Comparing the four normalization schemes proposed, for our experiment the average pin-wise strategy (D) seems most appropriate. Training and test performance are persistently higher than in all other procedures. An explanation for this fact is given by the following consideration. By first calculating an average over several slides and then calculating the ratio of the averaged quantities, this strategy tends to avoid a strongly fluctuating denominator. This makes strategy (D) superior to strategy (C), where first the ratio of individual quantities is calculated and than an average is taken. Of course, the optimal strategy will depend on the relative amount of noise contributed by different sources and will very much depend on the array and labeling technique employed.

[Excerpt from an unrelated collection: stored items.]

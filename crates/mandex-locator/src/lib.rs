//! Locator and query parsing for mandex.
//!
//! A manual corpus is addressed in three ways, and this crate converts between them without
//! touching storage:
//!
//! - **Locators**: `3/printf` or `help://man/3/printf` - a section number followed by names
//! - **Queries**: the zero, one or two free-form arguments accepted on the command line
//! - **Paths**: `<root>/man3/printf.md` - the on-disk layout of the corpus
//!
//! # Example
//!
//! ```
//! use mandex_locator::Locator;
//!
//! let locator: Locator = "help://man/3/printf".parse().unwrap();
//! assert_eq!(locator.section().get(), 3);
//! assert_eq!(locator.segments(), ["printf"]);
//! assert_eq!(locator.to_string(), "3/printf");
//! ```

#![warn(missing_docs)]

mod error;
mod layout;
mod locator;
mod query;
mod section;

pub use error::LocatorError;
pub use layout::{CorpusLayout, DEFAULT_CORPUS_ROOT, DEFAULT_EXTENSION, SECTION_PREFIX};
pub use locator::{AUTHORITY, DEFAULT_INDEX_PAGE, Locator, SCHEME};
pub use query::{MAX_QUERY_ARGS, Query};
pub use section::{SECTION_COUNT, SectionNumber};
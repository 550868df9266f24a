//! Terminal styling for mandex.
//!
//! Configuration files are shown as highlighted TOML; everything else mandex prints goes
//! through the small ANSI helpers below. Page bodies are never styled.

#![warn(missing_docs)]

use syntect::{
    easy::HighlightLines,
    highlighting::Style,
    parsing::SyntaxSet,
    util::{LinesWithEndings, as_24_bit_terminal_escaped},
};
use two_face::{
    syntax::extra_newlines as extra_syntaxes,
    theme::{EmbeddedLazyThemeSet, EmbeddedThemeName, extra as extra_themes},
};

/// Highlights configuration TOML for the terminal.
pub struct Highlighter {
    /// Language definitions; TOML comes from the extra set.
    syntax_set: SyntaxSet,
    /// Embedded color themes.
    theme_set: EmbeddedLazyThemeSet,
    /// The active theme.
    theme: EmbeddedThemeName,
}

impl Default for Highlighter {
    fn default() -> Self {
        Self::new()
    }
}

impl Highlighter {
    /// Creates a highlighter using the Dracula theme.
    pub fn new() -> Self {
        Self {
            syntax_set: extra_syntaxes(),
            theme_set: extra_themes(),
            theme: EmbeddedThemeName::Dracula,
        }
    }

    /// Highlights TOML content, ending with a style reset.
    ///
    /// Lines that fail to highlight are passed through unstyled.
    pub fn highlight_toml(&self, content: &str) -> String {
        let syntax = self
            .syntax_set
            .find_syntax_by_extension("toml")
            .unwrap_or_else(|| self.syntax_set.find_syntax_plain_text());
        let mut lines = HighlightLines::new(syntax, self.theme_set.get(self.theme));

        let mut output = String::new();
        for line in LinesWithEndings::from(content) {
            let ranges: Vec<(Style, &str)> = lines
                .highlight_line(line, &self.syntax_set)
                .unwrap_or_else(|_| vec![(Style::default(), line)]);
            output.push_str(&as_24_bit_terminal_escaped(&ranges, false));
        }
        output.push_str(colors::RESET);
        output
    }
}

/// ANSI escape sequences.
pub mod colors {
    /// Bold.
    pub const BOLD: &str = "\x1b[1m";
    /// Cyan foreground.
    pub const CYAN: &str = "\x1b[36m";
    /// Green foreground.
    pub const GREEN: &str = "\x1b[32m";
    /// Yellow foreground.
    pub const YELLOW: &str = "\x1b[33m";
    /// Faint.
    pub const DIM: &str = "\x1b[2m";
    /// Clears every attribute.
    pub const RESET: &str = "\x1b[0m";
}

/// Wraps `text` in `codes` followed by a reset.
fn paint(codes: &[&str], text: &str) -> String {
    let mut out = codes.concat();
    out.push_str(text);
    out.push_str(colors::RESET);
    out
}

/// Styles a command title: bold cyan.
pub fn header(text: &str) -> String {
    paint(&[colors::BOLD, colors::CYAN], text)
}

/// Styles a group heading inside a command's output: bold.
pub fn subheader(text: &str) -> String {
    paint(&[colors::BOLD], text)
}

/// Styles secondary detail such as locators and source paths.
pub fn dim(text: &str) -> String {
    paint(&[colors::DIM], text)
}

/// Styles a passing check.
pub fn success(text: &str) -> String {
    paint(&[colors::GREEN], text)
}

/// Styles a check that found something to fix.
pub fn warning(text: &str) -> String {
    paint(&[colors::YELLOW], text)
}

/// Indents every non-empty line of `content` by two spaces.
pub fn indent_content(content: &str) -> String {
    let mut out = String::with_capacity(content.len() + content.lines().count() * 2);
    for line in content.lines() {
        if !line.is_empty() {
            out.push_str("  ");
        }
        out.push_str(line);
        out.push('\n');
    }
    out
}

/// Prefixes `text` with `depth` levels of two-space indentation.
pub fn tree_line(depth: usize, text: &str) -> String {
    format!("{}{text}", "  ".repeat(depth))
}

We envisage that the inclusion of control clones in every spotted array and spiking of these clones into the hybridization solution could be the initial step towards an enhanced comparability of microarray data, irrespective of where the array is produced. Normalization may be less important for the two-color labeling strategy, since ratios should be independent of the actual spot size. Generally, the comparison of different experiments (slides) will require some kind of normalization: either explicit by a defined set of normalization clones or implicit by a reference probe. The unavoidable use of a reference probe in the two-color labeling strategy may be a disadvantage if results from different laboratories are to be compared.

Although our considerations have concentrated on cDNA arrays using glass slides and radioactively marked probes, the principal sources of systematic and stochastic signal variability are expected to be similar in other microarray technologies involving spotting techniques. A proper normalization of array data will be a prerequisite to successfully meet future challenges like identification of SNPs, identification of expression profiles and reverse engineering of regulatory genetic networks.